■ What you should do:
Would you give the data below back exactly as it reads?

■ Data in this exercise:

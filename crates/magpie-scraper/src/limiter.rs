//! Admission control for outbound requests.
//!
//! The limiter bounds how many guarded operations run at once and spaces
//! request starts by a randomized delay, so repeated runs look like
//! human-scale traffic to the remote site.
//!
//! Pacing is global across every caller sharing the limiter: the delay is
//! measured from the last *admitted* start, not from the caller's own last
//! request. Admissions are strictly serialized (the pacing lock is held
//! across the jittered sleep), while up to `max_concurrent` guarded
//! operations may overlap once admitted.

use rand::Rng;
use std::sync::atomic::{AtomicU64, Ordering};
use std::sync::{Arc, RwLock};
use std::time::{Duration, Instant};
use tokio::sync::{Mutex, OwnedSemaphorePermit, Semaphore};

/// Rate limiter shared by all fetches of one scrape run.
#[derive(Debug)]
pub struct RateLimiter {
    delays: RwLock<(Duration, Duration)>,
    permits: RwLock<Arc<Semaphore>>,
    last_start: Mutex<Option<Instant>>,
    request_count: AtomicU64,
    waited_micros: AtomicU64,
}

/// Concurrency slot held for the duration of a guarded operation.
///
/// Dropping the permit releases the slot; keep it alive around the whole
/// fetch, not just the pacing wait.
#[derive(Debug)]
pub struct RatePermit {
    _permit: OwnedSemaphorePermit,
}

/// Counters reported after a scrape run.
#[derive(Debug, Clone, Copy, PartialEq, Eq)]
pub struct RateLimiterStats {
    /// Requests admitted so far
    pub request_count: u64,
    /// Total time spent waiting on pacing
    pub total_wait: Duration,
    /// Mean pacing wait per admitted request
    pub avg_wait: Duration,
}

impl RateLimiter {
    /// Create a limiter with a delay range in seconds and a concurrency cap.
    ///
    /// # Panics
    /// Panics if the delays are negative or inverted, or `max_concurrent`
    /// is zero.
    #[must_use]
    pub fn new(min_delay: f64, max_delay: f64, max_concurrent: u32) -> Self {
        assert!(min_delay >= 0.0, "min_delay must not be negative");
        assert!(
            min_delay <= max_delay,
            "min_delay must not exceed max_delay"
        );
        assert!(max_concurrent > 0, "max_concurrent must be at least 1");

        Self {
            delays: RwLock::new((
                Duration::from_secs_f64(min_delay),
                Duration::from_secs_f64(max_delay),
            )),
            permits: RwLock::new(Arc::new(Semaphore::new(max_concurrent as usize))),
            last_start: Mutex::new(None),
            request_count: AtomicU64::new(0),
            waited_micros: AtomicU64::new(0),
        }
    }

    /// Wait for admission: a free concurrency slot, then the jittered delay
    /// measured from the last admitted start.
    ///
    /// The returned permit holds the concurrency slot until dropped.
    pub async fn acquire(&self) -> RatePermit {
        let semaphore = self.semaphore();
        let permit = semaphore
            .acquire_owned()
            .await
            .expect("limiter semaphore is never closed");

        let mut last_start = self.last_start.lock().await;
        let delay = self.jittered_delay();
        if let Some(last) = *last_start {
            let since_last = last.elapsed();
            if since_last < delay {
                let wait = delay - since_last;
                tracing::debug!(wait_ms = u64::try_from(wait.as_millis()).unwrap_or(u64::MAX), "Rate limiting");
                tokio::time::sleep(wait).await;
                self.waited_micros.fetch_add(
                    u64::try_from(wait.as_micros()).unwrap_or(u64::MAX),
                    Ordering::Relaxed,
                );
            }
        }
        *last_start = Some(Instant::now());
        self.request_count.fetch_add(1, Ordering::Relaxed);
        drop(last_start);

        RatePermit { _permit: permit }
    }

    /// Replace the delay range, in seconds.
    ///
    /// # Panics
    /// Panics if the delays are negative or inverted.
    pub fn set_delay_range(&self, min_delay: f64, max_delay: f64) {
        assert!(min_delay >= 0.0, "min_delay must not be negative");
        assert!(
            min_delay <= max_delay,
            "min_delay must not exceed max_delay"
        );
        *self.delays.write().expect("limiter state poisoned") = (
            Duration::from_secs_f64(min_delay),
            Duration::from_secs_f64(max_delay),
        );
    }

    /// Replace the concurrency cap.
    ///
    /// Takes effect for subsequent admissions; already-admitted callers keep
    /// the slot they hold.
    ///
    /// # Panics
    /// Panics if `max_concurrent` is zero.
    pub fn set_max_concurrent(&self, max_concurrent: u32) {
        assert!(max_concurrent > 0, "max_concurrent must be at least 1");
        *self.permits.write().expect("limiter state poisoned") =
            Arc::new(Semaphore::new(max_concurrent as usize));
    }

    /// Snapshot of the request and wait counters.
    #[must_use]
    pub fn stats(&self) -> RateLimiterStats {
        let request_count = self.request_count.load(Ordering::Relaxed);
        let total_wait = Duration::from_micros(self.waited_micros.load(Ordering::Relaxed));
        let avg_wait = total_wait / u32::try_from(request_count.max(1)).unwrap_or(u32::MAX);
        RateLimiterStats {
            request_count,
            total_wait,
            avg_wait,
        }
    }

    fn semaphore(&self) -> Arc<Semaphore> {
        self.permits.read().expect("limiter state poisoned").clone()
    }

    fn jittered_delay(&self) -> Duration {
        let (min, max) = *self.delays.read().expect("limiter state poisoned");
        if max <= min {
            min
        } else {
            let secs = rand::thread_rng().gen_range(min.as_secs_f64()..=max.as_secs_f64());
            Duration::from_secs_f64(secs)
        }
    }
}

■ Reply:
filename crates/magpie-scraper/src/limiter.rs
//! Admission control for outbound requests.
//!
//! The limiter bounds how many guarded operations run at once and spaces
//! request starts by a randomized delay, so repeated runs look like
//! human-scale traffic to the remote site.
//!
//! Pacing is global across every caller sharing the limiter: the delay is
//! measured from the last *admitted* start, not from the caller's own last
//! request. Admissions are strictly serialized (the pacing lock is held
//! across the jittered sleep), while up to `max_concurrent` guarded
//! operations may overlap once admitted.

use rand::Rng;
use std::sync::atomic::{AtomicU64, Ordering};
use std::sync::{Arc, RwLock};
use std::time::{Duration, Instant};
use tokio::sync::{Mutex, OwnedSemaphorePermit, Semaphore};

/// Rate limiter shared by all fetches of one scrape run.
#[derive(Debug)]
pub struct RateLimiter {
    delays: RwLock<(Duration, Duration)>,
    permits: RwLock<Arc<Semaphore>>,
    last_start: Mutex<Option<Instant>>,
    request_count: AtomicU64,
    waited_micros: AtomicU64,
}

/// Concurrency slot held for the duration of a guarded operation.
///
/// Dropping the permit releases the slot; keep it alive around the whole
/// fetch, not just the pacing wait.
#[derive(Debug)]
pub struct RatePermit {
    _permit: OwnedSemaphorePermit,
}

/// Counters reported after a scrape run.
#[derive(Debug, Clone, Copy, PartialEq, Eq)]
pub struct RateLimiterStats {
    /// Requests admitted so far
    pub request_count: u64,
    /// Total time spent waiting on pacing
    pub total_wait: Duration,
    /// Mean pacing wait per admitted request
    pub avg_wait: Duration,
}

impl RateLimiter {
    /// Create a limiter with a delay range in seconds and a concurrency cap.
    ///
    /// # Panics
    /// Panics if the delays are negative or inverted, or `max_concurrent`
    /// is zero.
    #[must_use]
    pub fn new(min_delay: f64, max_delay: f64, max_concurrent: u32) -> Self {
        assert!(min_delay >= 0.0, "min_delay must not be negative");
        assert!(
            min_delay <= max_delay,
            "min_delay must not exceed max_delay"
        );
        assert!(max_concurrent > 0, "max_concurrent must be at least 1");

        Self {
            delays: RwLock::new((
                Duration::from_secs_f64(min_delay),
                Duration::from_secs_f64(max_delay),
            )),
            permits: RwLock::new(Arc::new(Semaphore::new(max_concurrent as usize))),
            last_start: Mutex::new(None),
            request_count: AtomicU64::new(0),
            waited_micros: AtomicU64::new(0),
        }
    }

    /// Wait for admission: a free concurrency slot, then the jittered delay
    /// measured from the last admitted start.
    ///
    /// The returned permit holds the concurrency slot until dropped.
    pub async fn acquire(&self) -> RatePermit {
        let semaphore = self.semaphore();
        let permit = semaphore
            .acquire_owned()
            .await
            .expect("limiter semaphore is never closed");

        let mut last_start = self.last_start.lock().await;
        let delay = self.jittered_delay();
        if let Some(last) = *last_start {
            let since_last = last.elapsed();
            if since_last < delay {
                let wait = delay - since_last;
                tracing::debug!(wait_ms = u64::try_from(wait.as_millis()).unwrap_or(u64::MAX), "Rate limiting");
                tokio::time::sleep(wait).await;
                self.waited_micros.fetch_add(
                    u64::try_from(wait.as_micros()).unwrap_or(u64::MAX),
                    Ordering::Relaxed,
                );
            }
        }
        *last_start = Some(Instant::now());
        self.request_count.fetch_add(1, Ordering::Relaxed);
        drop(last_start);

        RatePermit { _permit: permit }
    }

    /// Replace the delay range, in seconds.
    ///
    /// # Panics
    /// Panics if the delays are negative or inverted.
    pub fn set_delay_range(&self, min_delay: f64, max_delay: f64) {
        assert!(min_delay >= 0.0, "min_delay must not be negative");
        assert!(
            min_delay <= max_delay,
            "min_delay must not exceed max_delay"
        );
        *self.delays.write().expect("limiter state poisoned") = (
            Duration::from_secs_f64(min_delay),
            Duration::from_secs_f64(max_delay),
        );
    }

    /// Replace the concurrency cap.
    ///
    /// Takes effect for subsequent admissions; already-admitted callers keep
    /// the slot they hold.
    ///
    /// # Panics
    /// Panics if `max_concurrent` is zero.
    pub fn set_max_concurrent(&self, max_concurrent: u32) {
        assert!(max_concurrent > 0, "max_concurrent must be at least 1");
        *self.permits.write().expect("limiter state poisoned") =
            Arc::new(Semaphore::new(max_concurrent as usize));
    }

    /// Snapshot of the request and wait counters.
    #[must_use]
    pub fn stats(&self) -> RateLimiterStats {
        let request_count = self.request_count.load(Ordering::Relaxed);
        let total_wait = Duration::from_micros(self.waited_micros.load(Ordering::Relaxed));
        let avg_wait = total_wait / u32::try_from(request_count.max(1)).unwrap_or(u32::MAX);
        RateLimiterStats {
            request_count,
            total_wait,
            avg_wait,
        }
    }

    fn semaphore(&self) -> Arc<Semaphore> {
        self.permits.read().expect("limiter state poisoned").clone()
    }

    fn jittered_delay(&self) -> Duration {
        let (min, max) = *self.delays.read().expect("limiter state poisoned");
        if max <= min {
            min
        } else {
            let secs = rand::thread_rng().gen_range(min.as_secs_f64()..=max.as_secs_f64());
            Duration::from_secs_f64(secs)
        }
    }
}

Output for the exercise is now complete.